- **Excerpted records**
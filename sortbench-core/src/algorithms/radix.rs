//! LSD decimal radix sort

use super::{AlgorithmInfo, Element, SortAlgorithm};
use crate::error::SortError;

/// Number of buckets per pass (decimal digits)
const RADIX: u64 = 10;

/// LSD radix sort on decimal digits - O(k·N) where k is the digit count of
/// the largest element, O(N) extra space, stable.
///
/// Only defined for non-negative integers; negative input is rejected with
/// [`SortError::InvalidInput`] before anything is moved.
pub struct RadixSort;

impl SortAlgorithm for RadixSort {
    fn info(&self) -> AlgorithmInfo {
        AlgorithmInfo {
            name: "radix_sort",
            worst_case: "O(k*N)",
            extra_space: "O(N)",
            stable: true,
        }
    }

    fn sort<'a>(&self, seq: &'a mut [Element]) -> Result<&'a mut [Element], SortError> {
        radix_sort(seq)
    }
}

/// Sort non-negative integers by decimal digit, least significant first.
pub fn radix_sort(seq: &mut [i64]) -> Result<&mut [i64], SortError> {
    if let Some((index, &value)) = seq.iter().enumerate().find(|&(_, &v)| v < 0) {
        return Err(SortError::InvalidInput { index, value });
    }
    Ok(radix_sort_by_key(seq, |&v| v as u64))
}

/// Radix sort on an extracted `u64` key.
///
/// Each pass distributes elements into buckets `0..=9` by the current digit,
/// preserving encounter order within a bucket, then rebuilds `seq` bucket by
/// bucket. Passes stop once the largest key has no digits left.
pub fn radix_sort_by_key<T, F>(seq: &mut [T], key: F) -> &mut [T]
where
    T: Clone,
    F: Fn(&T) -> u64,
{
    let max_key = seq.iter().map(&key).max().unwrap_or(0);
    let mut buckets: [Vec<T>; RADIX as usize] = std::array::from_fn(|_| Vec::new());
    let mut divisor: u64 = 1;

    while max_key / divisor > 0 {
        for item in seq.iter() {
            let digit = ((key(item) / divisor) % RADIX) as usize;
            buckets[digit].push(item.clone());
        }

        let mut k = 0;
        for bucket in buckets.iter_mut() {
            for item in bucket.drain(..) {
                seq[k] = item;
                k += 1;
            }
        }
        debug_assert_eq!(k, seq.len(), "radix pass lost elements");

        // Past u64::MAX's 20th digit there is nothing left to look at
        match divisor.checked_mul(RADIX) {
            Some(next) => divisor = next,
            None => break,
        }
    }
    seq
}
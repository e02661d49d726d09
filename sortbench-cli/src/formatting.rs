//! Output Formatting
//!
//! Human-readable terminal output for benchmark reports:
//! - Average sort time grid (algorithms × input sizes)
//! - Speedup grid against the baseline algorithm
//! - Run summary

use sortbench_report::{Report, format_secs};
use std::collections::HashSet;

/// Format a report for human-readable terminal display
pub fn format_human_output(report: &Report) -> String {
    let mut output = String::new();

    output.push('\n');
    output.push_str("SortBench Results\n");
    output.push_str(&"=".repeat(60));
    output.push_str("\n\n");

    let cfg = &report.meta.config;
    output.push_str(&format!(
        "  trials: {}  seed: {}  cpu: {} ({} cores)\n\n",
        cfg.trials,
        cfg.seed.map(|s| s.to_string()).unwrap_or_else(|| "-".into()),
        report.meta.system.cpu,
        report.meta.system.cpu_cores
    ));

    let sizes: Vec<String> = report.table.input_sizes.iter().map(|s| s.to_string()).collect();
    let names: Vec<&str> = report.table.algorithms().collect();

    let noisy: HashSet<(&str, usize)> = report
        .cells
        .iter()
        .filter(|c| c.noisy)
        .map(|c| (c.algorithm.as_str(), c.size))
        .collect();

    output.push_str("Average Sort Time\n");
    output.push_str(&"-".repeat(60));
    output.push('\n');
    let rows: Vec<Vec<String>> = report
        .table
        .series
        .iter()
        .map(|series| {
            report
                .table
                .input_sizes
                .iter()
                .enumerate()
                .map(|(i, &size)| match series.avg_secs.get(i) {
                    Some(&secs) if noisy.contains(&(series.algorithm.as_str(), size)) => {
                        format!("{}*", format_secs(secs))
                    }
                    Some(&secs) => format_secs(secs),
                    None => "-".to_string(),
                })
                .collect()
        })
        .collect();
    push_grid(&mut output, "size", &sizes, &names, &rows);

    if !noisy.is_empty() {
        output.push_str("  * noisy: trial spread too wide to trust the mean\n");
    }

    if let Some(cmp) = &report.comparison {
        output.push_str(&format!("\nSpeedup vs {}\n", cmp.baseline));
        output.push_str(&"-".repeat(60));
        output.push('\n');
        let row_names: Vec<&str> = cmp.rows.iter().map(|r| r.algorithm.as_str()).collect();
        let rows: Vec<Vec<String>> = cmp
            .rows
            .iter()
            .map(|r| {
                r.speedups
                    .iter()
                    .map(|s| match s {
                        Some(x) => format!("{:.2}x", x),
                        None => "-".to_string(),
                    })
                    .collect()
            })
            .collect();
        push_grid(&mut output, "size", &sizes, &row_names, &rows);
    }

    // Summary
    output.push_str("\nSummary\n");
    output.push_str(&"-".repeat(60));
    output.push('\n');
    output.push_str(&format!(
        "  Algorithms: {}  Sizes: {}  Cells: {}  Noisy: {}\n",
        report.summary.algorithms,
        report.summary.sizes,
        report.summary.cells,
        report.summary.noisy_cells
    ));
    output.push_str(&format!(
        "  Duration: {:.2} ms\n",
        report.summary.total_duration_ms
    ));

    output
}

/// Append a `name | col | col ...` grid
fn push_grid(
    output: &mut String,
    corner: &str,
    columns: &[String],
    row_names: &[&str],
    rows: &[Vec<String>],
) {
    let name_width = row_names
        .iter()
        .map(|n| n.len())
        .chain(std::iter::once(corner.len()))
        .max()
        .unwrap_or(12);
    let col_width = columns
        .iter()
        .map(|c| c.chars().count())
        .chain(rows.iter().flatten().map(|v| v.chars().count()))
        .max()
        .unwrap_or(8)
        .max(10);

    // Header row with column labels
    output.push_str(&format!("  {:<width$}", corner, width = name_width));
    for c in columns {
        output.push_str(&format!(" | {:>w$}", c, w = col_width));
    }
    output.push('\n');

    // Separator
    output.push_str(&format!("  {}", "-".repeat(name_width)));
    for _ in columns {
        output.push_str(&format!("-+-{}", "-".repeat(col_width)));
    }
    output.push('\n');

    for (name, row) in row_names.iter().zip(rows) {
        output.push_str(&format!("  {:<width$}", name, width = name_width));
        for value in row {
            output.push_str(&format!(" | {:>w$}", value, w = col_width));
        }
        output.push('\n');
    }
}
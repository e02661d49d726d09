//! Monotonic Timing
//!
//! Wall-clock measurement of a single sort call, backed by
//! `std::time::Instant` (monotonic on every supported platform).

use std::time::{Duration, Instant};

/// Timer for measuring one sort invocation
#[derive(Debug, Clone, Copy)]
pub struct Timer {
    start: Instant,
}

impl Timer {
    /// Start a new timer
    #[inline(always)]
    pub fn start() -> Self {
        Self {
            start: Instant::now(),
        }
    }

    /// Stop the timer and return the elapsed duration
    #[inline(always)]
    pub fn stop(&self) -> Duration {
        self.start.elapsed()
    }

    /// Stop the timer and return elapsed nanoseconds
    #[inline(always)]
    pub fn stop_nanos(&self) -> u64 {
        self.stop().as_nanos() as u64
    }
}

#[cfg(test)]
mod tests {
    use super::*;

    #[test]
    fn test_timer() {
        let timer = Timer::start();
        std::thread::sleep(Duration::from_millis(10));
        let elapsed = timer.stop();

        // Should be at least 5ms (accounting for coarse clocks)
        assert!(elapsed >= Duration::from_millis(5));
    }

    #[test]
    fn test_timer_monotonic() {
        let timer = Timer::start();
        let first = timer.stop_nanos();
        let second = timer.stop_nanos();
        assert!(second >= first, "timer should be monotonic");
    }
}
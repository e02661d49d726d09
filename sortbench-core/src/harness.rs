//! Timing Harness
//!
//! Times sort invocations on freshly shuffled data.
//!
//! Every trial shuffles the buffer it was handed before starting the clock,
//! so repeated trials never re-sort already-sorted data. The harness takes
//! ownership of the buffer's contents for the duration of the call: callers
//! that need their original ordering must pass a copy.
//!
//! There are no retries and no timeouts. A sort that never returns blocks
//! the harness; an error from a sort aborts the measurement.

use crate::algorithms::{Element, SortAlgorithm};
use crate::error::SortError;
use crate::measure::Timer;
use rand::Rng;
use rand::seq::SliceRandom;
use sortbench_stats::{OutlierMethod, SummaryStatistics, compute_summary};
use std::time::Duration;

/// Default number of trials averaged by [`avg_sort_time`]
pub const DEFAULT_TRIALS: usize = 500;

/// Shuffle `seq`, then time one `algorithm.sort(seq)` call.
///
/// # Panics
///
/// Panics if the algorithm changes the sequence length. That can only be an
/// algorithm bug and is never recovered from.
pub fn sort_time<A, R>(
    algorithm: &A,
    seq: &mut [Element],
    rng: &mut R,
) -> Result<Duration, SortError>
where
    A: SortAlgorithm + ?Sized,
    R: Rng + ?Sized,
{
    seq.shuffle(rng);
    let len = seq.len();

    let timer = Timer::start();
    let sorted = algorithm.sort(seq)?;
    let elapsed = timer.stop();

    assert_eq!(
        sorted.len(),
        len,
        "{} changed the sequence length",
        algorithm.name()
    );
    std::hint::black_box(sorted);
    Ok(elapsed)
}

/// Arithmetic mean of `trials` independent [`sort_time`] calls on `seq`.
pub fn avg_sort_time<A, R>(
    algorithm: &A,
    seq: &mut [Element],
    trials: usize,
    rng: &mut R,
) -> Result<Duration, SortError>
where
    A: SortAlgorithm + ?Sized,
    R: Rng + ?Sized,
{
    if trials == 0 {
        return Err(SortError::ZeroTrials);
    }

    let mut total = Duration::ZERO;
    for _ in 0..trials {
        total += sort_time(algorithm, seq, rng)?;
    }
    Ok(mean_of(total, trials))
}

/// All trial timings for one algorithm on one input
#[derive(Debug, Clone)]
pub struct Measurement {
    /// Algorithm identifier
    pub algorithm: &'static str,
    /// Input length
    pub size: usize,
    /// Per-trial durations in nanoseconds, in trial order
    pub samples_ns: Vec<f64>,
    /// Arithmetic mean over every trial
    pub mean: Duration,
    /// Distribution summary (outlier-cleaned central tendency)
    pub summary: SummaryStatistics,
}

impl Measurement {
    /// Mean duration in seconds
    pub fn mean_secs(&self) -> f64 {
        self.mean.as_secs_f64()
    }

    /// Number of trials recorded
    pub fn trials(&self) -> usize {
        self.samples_ns.len()
    }
}

/// Like [`avg_sort_time`], but keeps every trial and summarizes them.
pub fn measure<A, R>(
    algorithm: &A,
    seq: &mut [Element],
    trials: usize,
    rng: &mut R,
) -> Result<Measurement, SortError>
where
    A: SortAlgorithm + ?Sized,
    R: Rng + ?Sized,
{
    if trials == 0 {
        return Err(SortError::ZeroTrials);
    }

    let mut total = Duration::ZERO;
    let mut samples_ns = Vec::with_capacity(trials);
    for _ in 0..trials {
        let elapsed = sort_time(algorithm, seq, rng)?;
        total += elapsed;
        samples_ns.push(elapsed.as_nanos() as f64);
    }

    let summary = compute_summary(&samples_ns, OutlierMethod::default());
    Ok(Measurement {
        algorithm: algorithm.name(),
        size: seq.len(),
        samples_ns,
        mean: mean_of(total, trials),
        summary,
    })
}

fn mean_of(total: Duration, trials: usize) -> Duration {
    let nanos = total.as_nanos() / trials as u128;
    Duration::from_nanos(u64::try_from(nanos).unwrap_or(u64::MAX))
}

- **What the task requires**
Output the lines above exactly, but only those between the line holding "let name_width = row_names" and the line holding "with column labels", inclusive.

- **Task output**
    let name_width = row_names
        .iter()
        .map(|n| n.len())
        .chain(std::iter::once(corner.len()))
        .max()
        .unwrap_or(12);
    let col_width = columns
        .iter()
        .map(|c| c.chars().count())
        .chain(rows.iter().flatten().map(|v| v.chars().count()))
        .max()
        .unwrap_or(8)
        .max(10);

    // Header row with column labels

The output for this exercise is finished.